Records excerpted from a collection
'''

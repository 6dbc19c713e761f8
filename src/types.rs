use std::fmt;
use std::str::FromStr;

use serde::Serialize;

use crate::error::PuzzleError;

#[derive(Clone, Copy, Debug, PartialEq, Eq, Hash, PartialOrd, Ord, Serialize)]
pub struct Vec2 {
    pub x: i32,
    pub y: i32,
}

impl Vec2 {
    pub fn new(x: i32, y: i32) -> Self {
        Self { x, y }
    }

    pub fn step(self, dir: Direction) -> Self {
        let (dx, dy) = dir.offset();
        Self {
            x: self.x + dx,
            y: self.y + dy,
        }
    }
}

#[derive(Clone, Copy, Debug, PartialEq, Eq, Hash, PartialOrd, Ord, Serialize)]
pub struct GridPos {
    pub row: usize,
    pub col: usize,
}

impl GridPos {
    pub fn new(row: usize, col: usize) -> Self {
        Self { row, col }
    }

    pub fn is_adjacent(self, other: GridPos) -> bool {
        self.row.abs_diff(other.row) + self.col.abs_diff(other.col) == 1
    }
}

#[derive(Clone, Copy, Debug, PartialEq, Eq, Serialize)]
#[serde(rename_all = "snake_case")]
pub enum CellKind {
    Wall,
    Path,
    Start,
    Goal,
}

impl CellKind {
    pub fn is_passable(self) -> bool {
        !matches!(self, Self::Wall)
    }

    pub fn glyph(self) -> char {
        match self {
            Self::Wall => '#',
            Self::Path => '.',
            Self::Start => 'S',
            Self::Goal => 'G',
        }
    }
}

#[derive(Clone, Copy, Debug, PartialEq, Eq, Serialize)]
#[serde(rename_all = "snake_case")]
pub enum Direction {
    Up,
    Right,
    Down,
    Left,
}

impl Direction {
    pub const ALL: [Direction; 4] = [Self::Up, Self::Right, Self::Down, Self::Left];

    pub fn parse(value: &str) -> Option<Self> {
        match value {
            "up" => Some(Self::Up),
            "right" => Some(Self::Right),
            "down" => Some(Self::Down),
            "left" => Some(Self::Left),
            _ => None,
        }
    }

    pub fn offset(self) -> (i32, i32) {
        match self {
            Self::Up => (0, -1),
            Self::Right => (1, 0),
            Self::Down => (0, 1),
            Self::Left => (-1, 0),
        }
    }

    pub fn between(from: Vec2, to: Vec2) -> Option<Self> {
        Self::ALL.into_iter().find(|dir| from.step(*dir) == to)
    }
}

#[derive(Clone, Copy, Debug, PartialEq, Eq, Serialize)]
#[serde(rename_all = "snake_case")]
pub enum TileKind {
    Normal,
    Corrupted,
}

#[derive(Clone, Copy, Debug, PartialEq, Eq, Serialize)]
pub struct Tile {
    pub color: u8,
    pub kind: TileKind,
}

impl Tile {
    pub fn normal(color: u8) -> Self {
        Self {
            color,
            kind: TileKind::Normal,
        }
    }

    pub fn is_corrupted(&self) -> bool {
        self.kind == TileKind::Corrupted
    }

    /// Colour used for matching. Corrupted tiles never match anything.
    pub fn match_color(&self) -> Option<u8> {
        match self.kind {
            TileKind::Normal => Some(self.color),
            TileKind::Corrupted => None,
        }
    }
}

#[derive(Clone, Copy, Debug, Default, PartialEq, Serialize)]
pub struct RemoveOutcome {
    pub points: u64,
    #[serde(rename = "removedCount")]
    pub removed_count: usize,
    pub combo: u32,
    #[serde(rename = "comboMultiplier")]
    pub combo_multiplier: f32,
    #[serde(rename = "corruptedCleared")]
    pub corrupted_cleared: usize,
    #[serde(rename = "bonusPoints")]
    pub bonus_points: u64,
}

#[derive(Clone, Copy, Debug, PartialEq, Eq, Serialize)]
#[serde(rename_all = "snake_case")]
pub enum ComboTier {
    None,
    Hot,
    Frenzy,
    Burst,
}

impl ComboTier {
    pub fn label(self) -> &'static str {
        match self {
            Self::None => "",
            Self::Hot => "hot streak",
            Self::Frenzy => "frenzy",
            Self::Burst => "super burst",
        }
    }

    pub fn color(self) -> &'static str {
        match self {
            Self::None => "",
            Self::Hot => "#FFA500",
            Self::Frenzy => "#FF6B6B",
            Self::Burst => "#FF0000",
        }
    }

    pub fn multiplier(self) -> f32 {
        match self {
            Self::None => 1.0,
            Self::Hot => 1.2,
            Self::Frenzy => 1.5,
            Self::Burst => 2.0,
        }
    }
}

#[derive(Clone, Copy, Debug, PartialEq, Eq, Serialize)]
#[serde(rename_all = "snake_case")]
pub enum Difficulty {
    Easy,
    Medium,
    Hard,
}

impl Difficulty {
    pub fn parse(value: &str) -> Option<Self> {
        match value {
            "easy" => Some(Self::Easy),
            "medium" => Some(Self::Medium),
            "hard" => Some(Self::Hard),
            _ => None,
        }
    }

    pub fn key(self) -> &'static str {
        match self {
            Self::Easy => "easy",
            Self::Medium => "medium",
            Self::Hard => "hard",
        }
    }
}

impl FromStr for Difficulty {
    type Err = PuzzleError;

    fn from_str(value: &str) -> Result<Self, Self::Err> {
        Self::parse(value).ok_or_else(|| PuzzleError::UnknownDifficulty(value.to_string()))
    }
}

impl fmt::Display for Difficulty {
    fn fmt(&self, f: &mut fmt::Formatter<'_>) -> fmt::Result {
        f.write_str(self.key())
    }
}

#[derive(Clone, Copy, Debug, PartialEq, Eq, Serialize)]
#[serde(rename_all = "snake_case")]
pub enum GameMode {
    Classic,
    Survival,
}

impl GameMode {
    pub fn parse(value: &str) -> Option<Self> {
        match value {
            "classic" => Some(Self::Classic),
            "survival" => Some(Self::Survival),
            _ => None,
        }
    }
}

impl FromStr for GameMode {
    type Err = PuzzleError;

    fn from_str(value: &str) -> Result<Self, Self::Err> {
        Self::parse(value).ok_or_else(|| PuzzleError::UnknownMode(value.to_string()))
    }
}

#[derive(Clone, Copy, Debug, PartialEq, Eq, Serialize)]
pub struct DifficultyPreset {
    pub difficulty: Difficulty,
    pub size: usize,
    #[serde(rename = "timeBonus")]
    pub time_bonus: u32,
}

#[derive(Clone, Copy, Debug, PartialEq, Eq, Serialize)]
pub struct LevelConfig {
    pub level: usize,
    pub width: usize,
    pub height: usize,
    #[serde(rename = "timeLimitSecs")]
    pub time_limit_secs: Option<u32>,
}

#[derive(Clone, Debug, PartialEq, Eq, Serialize)]
pub struct MazeSnapshot {
    pub width: usize,
    pub height: usize,
    pub start: Vec2,
    pub goal: Vec2,
    pub tiles: Vec<String>,
}

#[derive(Clone, Debug, PartialEq, Serialize)]
pub struct Match3Snapshot {
    pub grid: Vec<Vec<Option<Tile>>>,
    pub score: u64,
    pub combo: u32,
    #[serde(rename = "maxCombo")]
    pub max_combo: u32,
    #[serde(rename = "comboTier")]
    pub combo_tier: ComboTier,
    #[serde(rename = "hasValidMoves")]
    pub has_valid_moves: bool,
}

#[cfg(test)]
mod tests {
    use super::*;

    #[test]
    fn direction_offsets_are_inverse_pairs() {
        let origin = Vec2::new(5, 5);
        assert_eq!(origin.step(Direction::Up), Vec2::new(5, 4));
        assert_eq!(origin.step(Direction::Right), Vec2::new(6, 5));
        assert_eq!(origin.step(Direction::Down), Vec2::new(5, 6));
        assert_eq!(origin.step(Direction::Left), Vec2::new(4, 5));
        assert_eq!(
            Direction::between(origin, Vec2::new(4, 5)),
            Some(Direction::Left)
        );
        assert_eq!(Direction::between(origin, Vec2::new(4, 4)), None);
    }

    #[test]
    fn adjacency_is_orthogonal_only() {
        let pos = GridPos::new(3, 3);
        assert!(pos.is_adjacent(GridPos::new(2, 3)));
        assert!(pos.is_adjacent(GridPos::new(3, 4)));
        assert!(!pos.is_adjacent(GridPos::new(4, 4)));
        assert!(!pos.is_adjacent(pos));
        assert!(!pos.is_adjacent(GridPos::new(3, 5)));
    }

    #[test]
    fn corrupted_tiles_have_no_match_color() {
        let tile = Tile {
            color: 2,
            kind: TileKind::Corrupted,
        };
        assert_eq!(tile.match_color(), None);
        assert_eq!(Tile::normal(2).match_color(), Some(2));
    }

    #[test]
    fn parses_difficulty_and_mode() {
        assert_eq!("hard".parse::<Difficulty>().ok(), Some(Difficulty::Hard));
        assert!(matches!(
            "extreme".parse::<Difficulty>(),
            Err(PuzzleError::UnknownDifficulty(_))
        ));
        assert_eq!(GameMode::parse("survival"), Some(GameMode::Survival));
        assert!("arcade".parse::<GameMode>().is_err());
    }

    #[test]
    fn parses_directions_and_steps_with_them() {
        let origin = Vec2::new(3, 3);
        for (name, dir, expected) in [
            ("up", Direction::Up, Vec2::new(3, 2)),
            ("right", Direction::Right, Vec2::new(4, 3)),
            ("down", Direction::Down, Vec2::new(3, 4)),
            ("left", Direction::Left, Vec2::new(2, 3)),
        ] {
            assert_eq!(Direction::parse(name), Some(dir));
            assert_eq!(origin.step(dir), expected);
            assert_eq!(Direction::between(origin, expected), Some(dir));
        }
        assert_eq!(Direction::parse("Up"), None);
        assert_eq!(Direction::parse("north"), None);
    }
}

'''

Whenever the word "Down" shows up in a line of the entries, copy that line.

**Task solution:**
    Down,
    pub const ALL: [Direction; 4] = [Self::Up, Self::Right, Self::Down, Self::Left];
            "down" => Some(Self::Down),
            Self::Down => (0, 1),
        assert_eq!(origin.step(Direction::Down), Vec2::new(5, 6));
            ("down", Direction::Down, Vec2::new(3, 4)),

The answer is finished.